[[ Extracted data open ]]

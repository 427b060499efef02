// Copyright (c) 2025 woxQAQ
//
// Licensed under the MIT License or Apache License 2.0
// See LICENSE files for details

//! Mock class-map repositories for testing
//!
//! Provides a builder over [`InMemoryClassMapRepository`] for easy test setup.

use crate::fixtures::{STANDARD_SCHEMA, load_classes};
use ecsql_catalog::InMemoryClassMapRepository;
use ecsql_compiler::{CompileOptions, EcsqlCompiler};
use ecsql_ir::ClassMap;
use std::sync::Arc;

/// Builder for creating mock repositories with a fluent API
#[derive(Debug, Default)]
pub struct MockRepositoryBuilder {
    classes: Vec<ClassMap>,
    aliases: Vec<(String, String)>,
}

impl MockRepositoryBuilder {
    /// Create a new, empty builder
    pub fn new() -> Self {
        Self::default()
    }

    /// Add the standard `ecsql` test schema
    pub fn with_standard_schema(mut self) -> Self {
        let (alias, classes) =
            load_classes(STANDARD_SCHEMA).unwrap_or_else(|e| panic!("bad schema fixture: {e}"));
        self.aliases.extend(alias);
        self.classes.extend(classes);
        self
    }

    /// Add a single class
    pub fn with_class(mut self, class: ClassMap) -> Self {
        self.classes.push(class);
        self
    }

    /// Build the repository
    ///
    /// Panics if a class is registered twice.
    pub fn build(self) -> Arc<InMemoryClassMapRepository> {
        let mut repository = InMemoryClassMapRepository::new();
        for (alias, schema) in self.aliases {
            repository = repository.with_schema_alias(alias, schema);
        }
        for class in self.classes {
            if let Err(e) = repository.register(class) {
                panic!("bad mock repository: {e}");
            }
        }
        Arc::new(repository)
    }

    /// Build a compiler over the repository with default options
    pub fn build_compiler(self) -> EcsqlCompiler {
        EcsqlCompiler::new(self.build(), CompileOptions::default())
    }
}

/// Repository holding the standard `ecsql` test schema
pub fn standard_repository() -> Arc<InMemoryClassMapRepository> {
    MockRepositoryBuilder::new().with_standard_schema().build()
}

/// Compiler over the standard `ecsql` test schema
pub fn standard_compiler() -> EcsqlCompiler {
    MockRepositoryBuilder::new().with_standard_schema().build_compiler()
}
//! Notable events derived from end-of-game counters.

use crate::models::{Highlight, HighlightKind, ParticipantRecord};

fn push_if_any(
    highlights: &mut Vec<Highlight>,
    kind: HighlightKind,
    count: u32,
    label: &str,
    name: &str,
) {
    if count > 0 {
        highlights.push(Highlight {
            kind,
            count,
            description: format!("{} {}", count, label),
            participant_name: name.to_string(),
        });
    }
}

/// Kill, death and assist totals followed by multi-kills, skipping any
/// counter that is zero.
pub fn extract_highlights(record: &ParticipantRecord) -> Vec<Highlight> {
    let name = record
        .riot_id_game_name
        .as_deref()
        .filter(|n| !n.is_empty())
        .or(record.summoner_name.as_deref())
        .unwrap_or_default();

    let mut highlights = Vec::new();
    push_if_any(&mut highlights, HighlightKind::Kills, record.kills, "total kills", name);
    push_if_any(&mut highlights, HighlightKind::Deaths, record.deaths, "total deaths", name);
    push_if_any(&mut highlights, HighlightKind::Assists, record.assists, "total assists", name);

    let multi_kills = [
        (record.double_kills, "double kills"),
        (record.triple_kills, "triple kills"),
        (record.quadra_kills, "quadra kills"),
        (record.penta_kills, "penta kills"),
    ];
    for (count, label) in multi_kills {
        push_if_any(&mut highlights, HighlightKind::MultiKill, count, label, name);
    }

    tracing::debug!(count = highlights.len(), "Extracted highlights");
    highlights
}
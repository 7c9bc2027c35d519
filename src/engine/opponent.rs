//! Lane opponent selection.

use crate::models::{MatchContext, ParticipantRecord, Team};

use super::position::resolve_role;
use super::EngineError;

/// Pick the comparison participant for `puuid`.
///
/// Prefers the lowest-slot enemy whose resolved role mirrors the subject's.
/// Without a mirror, the lowest-slot enemy is used. Fails only if the
/// subject is absent or the opposing team is empty.
pub fn select_opponent<'a>(
    context: &MatchContext<'a>,
    puuid: &str,
) -> Result<&'a ParticipantRecord, EngineError> {
    let subject_slot = context
        .slot_of(puuid)
        .ok_or_else(|| EngineError::ParticipantNotFound {
            puuid: puuid.to_string(),
        })?;
    let participants = context.participants();
    let subject_role = resolve_role(&participants[subject_slot]);
    let subject_team = Team::from_slot(subject_slot);

    tracing::debug!(
        puuid,
        role = %subject_role,
        team = subject_team.id(),
        "Resolved subject position"
    );

    let enemies: Vec<&'a ParticipantRecord> = participants
        .iter()
        .enumerate()
        .filter(|(slot, _)| *slot != subject_slot && Team::from_slot(*slot) != subject_team)
        .map(|(_, p)| p)
        .collect();

    if let Some(mirror) = enemies.iter().find(|p| resolve_role(p) == subject_role) {
        return Ok(*mirror);
    }

    match enemies.first() {
        Some(first) => {
            tracing::warn!(
                role = %subject_role,
                "No direct lane opponent found, using first enemy"
            );
            Ok(*first)
        }
        None => Err(EngineError::NoOpponentFound {
            puuid: puuid.to_string(),
        }),
    }
}
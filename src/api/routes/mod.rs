pub mod matches;
pub mod radar;

use axum::Json;
use serde::Serialize;

#[derive(Debug, Serialize)]
pub struct HealthResponse {
    pub status: &'static str,
    pub version: &'static str,
}

pub async fn health() -> Json<HealthResponse> {
    Json(HealthResponse {
        status: "ok",
        version: env!("CARGO_PKG_VERSION"),
    })
}


#[cfg(test)]
mod tests {
    use super::test_support::*;
    use crate::api::build_router;
    use axum::http::StatusCode;

    #[tokio::test]
    async fn test_health() {
        let tmp = tempfile::tempdir().unwrap();
        let app = build_router(setup_state(tmp.path(), &[]));

        let (status, json) = get_json(app, "/health").await;
        assert_eq!(status, StatusCode::OK);
        assert_eq!(json["status"], "ok");
    }
}
//! Match record model, mirroring the provider's match JSON.

use serde::{Deserialize, Serialize};

use super::{MatchId, Puuid};

/// Number of participants in a standard match.
pub const PARTICIPANTS_PER_MATCH: usize = 10;

/// One player's block in a match record.
///
/// Counters are cumulative over the whole game. Any of the three position
/// fields may be missing or hold a placeholder such as `"Invalid"`.
#[derive(Debug, Clone, Default, PartialEq, Serialize, Deserialize)]
#[serde(rename_all = "camelCase")]
pub struct ParticipantRecord {
    pub puuid: Puuid,

    pub riot_id_game_name: Option<String>,
    pub riot_id_tagline: Option<String>,
    /// Legacy display name
    pub summoner_name: Option<String>,

    #[serde(default)]
    pub champion_name: String,

    pub team_position: Option<String>,
    pub individual_position: Option<String>,
    /// Deprecated lane field
    pub lane: Option<String>,

    #[serde(default)]
    pub win: bool,

    #[serde(default)]
    pub kills: u32,
    #[serde(default)]
    pub deaths: u32,
    #[serde(default)]
    pub assists: u32,

    #[serde(default)]
    pub gold_earned: u32,
    #[serde(default)]
    pub vision_score: u32,
    #[serde(default)]
    pub wards_placed: u32,
    #[serde(default)]
    pub wards_killed: u32,

    /// Lane minions
    #[serde(default)]
    pub total_minions_killed: u32,
    /// Jungle monsters
    #[serde(default)]
    pub neutral_minions_killed: u32,

    #[serde(default)]
    pub total_damage_dealt_to_champions: u32,
    #[serde(default)]
    pub total_damage_taken: u32,

    #[serde(default)]
    pub double_kills: u32,
    #[serde(default)]
    pub triple_kills: u32,
    #[serde(default)]
    pub quadra_kills: u32,
    #[serde(default)]
    pub penta_kills: u32,

    #[serde(default)]
    pub summoner1_id: u32,
    #[serde(default)]
    pub summoner2_id: u32,
}

impl ParticipantRecord {
    /// Create a record with only an identifier set.
    pub fn new(puuid: impl Into<Puuid>) -> Self {
        Self {
            puuid: puuid.into(),
            ..Default::default()
        }
    }

    /// `gameName#tagLine` when a Riot ID is present, otherwise the legacy
    /// summoner name, otherwise empty.
    pub fn display_name(&self) -> String {
        match (&self.riot_id_game_name, &self.riot_id_tagline) {
            (Some(name), Some(tag)) if !name.is_empty() && !tag.is_empty() => {
                format!("{}#{}", name, tag)
            }
            (Some(name), _) if !name.is_empty() => name.clone(),
            _ => self.summoner_name.clone().unwrap_or_default(),
        }
    }

    /// Lane minions plus neutral monsters.
    pub fn total_cs(&self) -> u64 {
        u64::from(self.total_minions_killed) + u64::from(self.neutral_minions_killed)
    }
}

/// Match metadata block.
#[derive(Debug, Clone, Default, PartialEq, Serialize, Deserialize)]
#[serde(rename_all = "camelCase")]
pub struct MatchMetadata {
    pub match_id: MatchId,
}

/// Match info block.
#[derive(Debug, Clone, Default, PartialEq, Serialize, Deserialize)]
#[serde(rename_all = "camelCase")]
pub struct MatchInfo {
    /// Game length in seconds
    #[serde(default)]
    pub game_duration: i64,

    /// Game creation time, epoch milliseconds
    #[serde(default)]
    pub game_creation: i64,

    /// Participants in slot order; slots 0-4 form one team, 5-9 the other
    #[serde(default)]
    pub participants: Vec<ParticipantRecord>,
}

/// A complete match record as delivered by the provider.
#[derive(Debug, Clone, Default, PartialEq, Serialize, Deserialize)]
pub struct MatchRecord {
    pub metadata: MatchMetadata,
    pub info: MatchInfo,
}

impl MatchRecord {
    pub fn match_id(&self) -> &MatchId {
        &self.metadata.match_id
    }

    /// Borrowed view used by the comparison engine.
    pub fn context(&self) -> MatchContext<'_> {
        MatchContext::new(&self.info.participants, self.info.game_duration)
    }

    /// Find a participant by identifier.
    pub fn participant(&self, puuid: &str) -> Option<&ParticipantRecord> {
        self.info.participants.iter().find(|p| p.puuid == *puuid)
    }
}

/// Immutable view over a match's ordered participants and duration.
#[derive(Debug, Clone, Copy)]
pub struct MatchContext<'a> {
    participants: &'a [ParticipantRecord],
    duration_seconds: i64,
}

impl<'a> MatchContext<'a> {
    pub fn new(participants: &'a [ParticipantRecord], duration_seconds: i64) -> Self {
        Self {
            participants,
            duration_seconds,
        }
    }

    pub fn participants(&self) -> &'a [ParticipantRecord] {
        self.participants
    }

    pub fn duration_seconds(&self) -> i64 {
        self.duration_seconds
    }

    /// Slot index of a participant, if present.
    pub fn slot_of(&self, puuid: &str) -> Option<usize> {
        self.participants.iter().position(|p| p.puuid == *puuid)
    }

    pub fn find(&self, puuid: &str) -> Option<&'a ParticipantRecord> {
        self.participants.iter().find(|p| p.puuid == *puuid)
    }
}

[[ Extracted data closed ]]

Which lines above carry the string "Create"? Copy those lines.

- [Response box]
    /// Create a new, empty builder
    /// Create a record with only an identifier set.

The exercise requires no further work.